Yaël Lecras insiste enfin sur l’importance de connaître son environnement, surtout en voyage. “Savoir où vont les routes, se familiariser avec les systèmes de transport en commun, connaître la géographie du lieu”, énumère-t-il. “Même chose pour le bâtiment dans lequel vous vous trouvez. Il faut savoir où sont situées les sorties de secours et où trouver de l’eau.”

Mais au-delà de toutes les initiatives personnelles qui peuvent être prises, Lydia Gerakaki estime que c’est l’entraide mutuelle qui a sauvé sa vie. Elle voue une gratitude éternelle à l’amie de sa mère, Joanna, qui lui a donné l’instruction de faire demi-tour avec sa voiture le jour de l’incendie, lui permettant ainsi de se mettre en sécurité.

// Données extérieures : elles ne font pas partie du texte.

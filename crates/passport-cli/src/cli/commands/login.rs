//! Login command handler.
//!
//! The terminal is the presentation surface: stdin lines are completion
//! envelopes (a pasted redirect URL), and Ctrl+C or end of input closes it.

use std::io::BufRead;
use std::path::Path;
use std::sync::Arc;

use anyhow::{Context, Result};
use passport_core::bridge::{CompletionEnvelope, SdkBridge};
use passport_core::config::{self, Config};
use passport_core::controller::HandshakeController;
use passport_core::requester::{OneshotRequester, Requester, RequesterRegistry, ResultRouter};
use passport_core::sdk::{CredentialCache, LoopbackOptions, LoopbackSdk};
use passport_core::surface::{self, SurfaceHandle};
use passport_core::telemetry;
use passport_types::{CorrelationToken, HandshakeRequest, HandshakeResult, PermissionScope};

pub struct LoginOptions {
    pub scopes: Vec<String>,
    pub port: Option<u16>,
    pub no_browser: bool,
    pub json: bool,
    pub correlation: Option<String>,
}

pub async fn run(config: &Config, home: &Path, options: LoginOptions) -> Result<()> {
    let mut provider = config.provider.clone();
    if let Some(port) = options.port {
        provider.callback_port = port;
    }
    if options.no_browser {
        provider.open_browser = false;
    }
    let scope: PermissionScope = if options.scopes.is_empty() {
        provider.scope()
    } else {
        options.scopes.iter().map(String::as_str).collect()
    };

    let cache = CredentialCache::load_from(&config::paths::credentials_path())
        .context("load credential cache")?;
    let sdk = LoopbackSdk::new(LoopbackOptions::from_config(&provider).with_prompt(print_prompt))
        .with_cache(&cache);

    let correlation = options.correlation.map_or_else(
        || CorrelationToken::new(uuid::Uuid::new_v4().to_string()),
        CorrelationToken::new,
    );
    let registry = Arc::new(RequesterRegistry::new());
    let (requester, result_rx) = OneshotRequester::channel();
    let requester: Arc<dyn Requester> = requester;
    registry.register(correlation.clone(), &requester);

    let mut controller = HandshakeController::new(
        SdkBridge::new(sdk),
        Arc::clone(&registry) as Arc<dyn ResultRouter>,
        telemetry::from_config(config, home),
    );

    let (handle, mut events) = surface::channel();
    spawn_stdin_forwarder(handle.clone());
    let shutdown = tokio::spawn(close_on_ctrl_c(handle));

    let request = HandshakeRequest::new(correlation.clone(), scope, provider.kind);
    controller.run(request, &mut events).await;
    shutdown.abort();
    registry.unregister(&correlation);

    let result = result_rx
        .await
        .context("handshake finished without a result")?;
    print_result(&result, options.json)?;
    if !result.is_ok() {
        anyhow::bail!("login cancelled");
    }
    Ok(())
}

fn print_prompt(url: &str) {
    eprintln!("Open this URL to log in:\n\n{url}\n");
    eprintln!("Or paste the redirect URL here and press Enter.");
}

/// Forwards stdin lines as completion envelopes. End of input closes the
/// surface.
///
/// Runs on a plain thread: a blocking stdin read must not hold up runtime
/// shutdown.
fn spawn_stdin_forwarder(handle: SurfaceHandle) {
    std::thread::spawn(move || {
        for line in std::io::stdin().lock().lines() {
            let Ok(line) = line else { break };
            let line = line.trim();
            if line.is_empty() {
                continue;
            }
            if !handle.forward_envelope(CompletionEnvelope::new(line)) {
                return;
            }
        }
        handle.close();
    });
}

async fn close_on_ctrl_c(handle: SurfaceHandle) {
    if tokio::signal::ctrl_c().await.is_ok() {
        tracing::debug!("interrupted; closing login surface");
        handle.close();
    }
}

fn print_result(result: &HandshakeResult, json: bool) -> Result<()> {
    if json {
        let output = serde_json::to_string_pretty(result).context("serialize result")?;
        println!("{output}");
        return Ok(());
    }

    if let Some(token) = result.credential_token() {
        eprintln!("Logged in to {}.", result.provider_kind().display_name());
        println!("{}", token.expose());
    }
    Ok(())
}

Bien qu’elle vive désormais à Londres, Lydia a revu Joanna plusieurs fois depuis l’incendie. “Je lui ai demandé de devenir ma marraine, étant donné que je n’avais aucun lien avec ma marraine d’origine”, dit la jeune femme en souriant.

Et d’un seul coup, les souvenirs de ce triste jour affluent. D’une voix tremblante, elle termine malgré tout sa phrase : “Je ne veux même pas imaginer ce qui se serait passé si je ne l’avais pas vue.”